PEM can be used for certificates (in a few formats), keys (in several formats), CSRs, CRLs, OCSP requests and responses, messages in several formats, and perhaps other things. The files you have named '.pem' are more accurately certificates in PEM format; the '.key' and '.req' files you use are also in PEM format, but are not certificates, being instead keys and certificate requests (CSRs). The key difference (pardon the pun) between a certificate file (in PEM or any other format) and a PKCS12 file is that PKCS12 normally contains both a privatekey and a certificate or (usually) a 'chain' of several certificates. (Although Java9 uses -- arguably abuses -- PKCS12 so it can contain only certs; this is unconventional and AFAICT uninteroperable.)
All these PEM files have non-PEM equivalents, which OpenSSL calls 'DER' (although 'binary' might be more accurate). You can have a certificate in PEM or DER and it's still a certificate; you can have a key in PEM or DER; etc. PKCS12 is an exception; it is supported only in binary/non-PEM format. Although not all OpenSSL commands support both PEM and DER in all cases. Your error message was not due to trying to '-importcert' something in non-PEM format as such, but trying to '-importcert' something that isn't specifically a certificate (in any format). That's why it says 'Input not an X.509 certificate' -- that means the input does not consist of a certificate.

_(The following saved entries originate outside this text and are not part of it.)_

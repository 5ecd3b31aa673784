//! calwatch - restaurant availability calendar watcher
//!
//! Polls reservation calendars for each configured watch, records what
//! changed since the last look, and posts the changes to a webhook.

mod calendar;
mod config;
mod db;
mod diff;
mod notify;
mod scheduler;
#[cfg(test)]
mod testutil;
mod watches;
mod web;

use calendar::TabelogClient;
use config::ServerConfig;
use db::Store;
use notify::DiscordNotifier;
use scheduler::{Scheduler, SystemClock};
use web::Server;

use std::sync::Arc;
use tokio::sync::broadcast;
use tracing_subscriber::{layer::SubscriberExt, util::SubscriberInitExt};

#[tokio::main]
async fn main() -> Result<(), Box<dyn std::error::Error + Send + Sync>> {
    // Initialize logging
    tracing_subscriber::registry()
        .with(tracing_subscriber::fmt::layer())
        .with(tracing_subscriber::EnvFilter::from_default_env()
            .add_directive("calwatch=info".parse()?))
        .init();

    // Load configuration
    let cfg = ServerConfig::load();
    tracing::info!("Starting calwatch on port {}...", cfg.http_port);
    tracing::info!("Using database at {}", cfg.db_path);

    // Initialize database
    let store = Arc::new(Store::new(&cfg.db_path)?);
    tracing::info!("Database initialized successfully");

    let calendar = Arc::new(TabelogClient::new(&cfg)?);
    let notifier = Arc::new(DiscordNotifier::new(cfg.request_timeout())?);
    let clock = Arc::new(SystemClock);

    // Start scheduler
    let scheduler = Scheduler::new(
        store.clone(),
        calendar.clone(),
        calendar.clone(),
        notifier,
        clock.clone(),
        cfg.tick_interval(),
        cfg.request_timeout(),
    );
    let (stop_tx, stop_rx) = broadcast::channel(1);
    let scheduler_task = tokio::spawn(scheduler.run(stop_rx));

    // Start web server
    let server = Server::new(cfg, store, calendar, clock);
    let served = server.start(shutdown_signal()).await;

    let _ = stop_tx.send(());
    if let Err(e) = scheduler_task.await {
        tracing::error!("Scheduler task ended abnormally: {}", e);
    }

    served
}

async fn shutdown_signal() {
    if let Err(e) = tokio::signal::ctrl_c().await {
        tracing::error!("Failed to listen for shutdown signal: {}", e);
        std::future::pending::<()>().await;
    }
    tracing::info!("Shutdown requested");
}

Normally (with rare exceptions not relevant here) an SSL/TLS server requires a privatekey and certificate or chain; a Java SSL/TLS server like older Tomcat requires a privatekey and cert/chain in a format supported by Java for a keystore, which as above can be JKS or PKCS12. (Tomcat 8.5 and 9 change this to sort of 'merge' the configurations for Java JSSE and APR OpenSSL.) If you are importing a certificate reply issued by a CA for a keypair that was generated in Java and specifically in a keystore file, then you normally need to import the multiple certificates making up that chain, either as a single chain (typically P7B) or separately starting from the root; you may have been looking at instructions for that case, which is not this case where you generated the keypair (and also certs) in OpenSSL and not in a Java keystore.
The SSL/TLS client OTOH requires only the trust-anchor cert (no key), usually the root CA cert. For certs issued by a 'real' (public) CA, most clients including Java already have the public root CAs built in, but since you are creating your own CA, you need to distribute the CA cert (only) to your client(s) (possibly excepting any that ignore incorrect certs, like openssl s_client
and curl -k
).
A final warning: certs generated with OpenSSL this way (and thus your server using them) won't work in Chrome 58 or up (since mid 2017) since it now requires SubjectAltNames aka SAN; see numerous existing Qs about this.